Capire però cosa ha significato lo Smart Working non è immediato. Durante la fase più acuta dell’emergenza lo Smart Working ha coinvolto il 97% delle grandi imprese, il 94% delle PA italiane e il 58% delle PMI, per un totale di 6,58 milioni di lavoratori agili, circa un terzo dei lavoratori dipendenti italiani, oltre dieci volte più dei 570mila censiti nel 2019. A settembre 2020, tra rientri consigliati e obbligatori, gli smart worker sono scesi a 5,06 milioni, suddivisi in 1,67 milioni nelle grandi imprese, 890 mila nelle PMI, 1,18 milioni nelle microimprese, 1,32 milioni nella PA: in media i lavoratori nelle grandi aziende private hanno lavorato da remoto per la metà del loro tempo lavorativo (circa 2,7 giorni a settimana), nel pubblico 1,2 giorni a settimana.

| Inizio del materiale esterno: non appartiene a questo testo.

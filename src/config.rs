use std::path::PathBuf;

use thiserror::Error;

use crate::blockchain::Address;

/// Errors that can occur while reading the configuration
#[derive(Debug, Error)]
pub enum ConfigError {
    #[error("Invalid value for {name}: {value}")]
    InvalidValue { name: &'static str, value: String },
}

/// Process configuration, read from `LEDGER_*` environment variables
#[derive(Debug, Clone, PartialEq, Eq)]
pub struct Config {
    /// Directory of the chain database
    pub data_dir: PathBuf,

    /// JSON file holding this node's wallets
    pub wallet_file: PathBuf,

    pub host: String,
    pub port: u16,

    /// Address paid by the genesis coinbase when a new chain is created.
    /// A fresh wallet is used when unset.
    pub genesis_address: Option<String>,
}

impl Default for Config {
    fn default() -> Self {
        Config {
            data_dir: PathBuf::from("data/blockchain"),
            wallet_file: PathBuf::from("data/wallets.json"),
            host: "127.0.0.1".to_string(),
            port: 8080,
            genesis_address: None,
        }
    }
}

impl Config {
    pub fn from_env() -> Result<Self, ConfigError> {
        Self::from_lookup(|name| std::env::var(name).ok())
    }

    fn from_lookup<F>(lookup: F) -> Result<Self, ConfigError>
    where
        F: Fn(&str) -> Option<String>,
    {
        let mut config = Config::default();

        if let Some(dir) = lookup("LEDGER_DATA_DIR") {
            config.data_dir = PathBuf::from(dir);
        }
        if let Some(file) = lookup("LEDGER_WALLET_FILE") {
            config.wallet_file = PathBuf::from(file);
        }
        if let Some(host) = lookup("LEDGER_HOST") {
            config.host = host;
        }
        if let Some(port) = lookup("LEDGER_PORT") {
            config.port = port.parse().map_err(|_| ConfigError::InvalidValue {
                name: "LEDGER_PORT",
                value: port.clone(),
            })?;
        }
        if let Some(address) = lookup("LEDGER_GENESIS_ADDRESS").filter(|a| !a.is_empty()) {
            if !Address(address.clone()).is_valid() {
                return Err(ConfigError::InvalidValue {
                    name: "LEDGER_GENESIS_ADDRESS",
                    value: address,
                });
            }
            config.genesis_address = Some(address);
        }

        Ok(config)
    }
}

Non solo, la maggior parte dei lavoratori ha dichiarato di aver apprezzato i vantaggi dello Smart Working e di voler continuare a praticarlo anche a regime. A conquistare è stata la crescita di autonomia e la possibilità di dimostrare con i risultati il valore professionale. Inoltre, un recente studio svolto da FPA ha rilevato che, superata l’emergenza, solo il 6,4% dei lavoratori pubblici vorrebbe tornare a lavorare come un tempo, mentre oltre il 93% vorrebbe proseguire con lo Smart Working, di questi il 27,6% sceglierebbe di lavorare sempre da remoto, il 66% vorrebbe ri-bilanciare lavoro remoto e in presenza. La larghissima maggioranza dei lavoratori inoltre (89%) pensa comunque che l’emergenza abbia permesso di acquisire un’esperienza preziosa che vada capitalizzata per il futuro.

Fonte digital4.biz

 

C’è da dire che l’argomento nella sua trattazione assume un contorno decisamente diverso quando questo riguarda la didattica. Innanzitutto parlare di trasformare la didattica in presenza in teledidattica significa stravolgere un modello organizzativo che si porta avanti da almeno un paio di millenni senza mai aver mostrato segni di cedimenti; esigenza di adeguamento ai tempi si, ma la didattica in presenza soprattutto nelle scuole elementari ad oggi non può essere sostituita “Tout Court” solo perché ci si è accorti delle sue tante opportunità. Da parte nostra siamo convinti che le modalità sino ad oggi applicate, considerati i livelli di stress misurati tra i Docenti e gli Alunni dopo una lezione, fa ritenere che la metodologia, le apparecchiature, i contenuti, sin qui utilizzati vanno totalmente rivisti per essere realmente funzionali allo scopo. In un’ottica di innovazione non ci deve scoraggiare il pensiero secondo il quale raggiungere i livelli minimi di efficacia della didattica in presenza significa il totale stravolgimento con altre tecnologie di quanto sino ad oggi ci è dato a conoscere e fare.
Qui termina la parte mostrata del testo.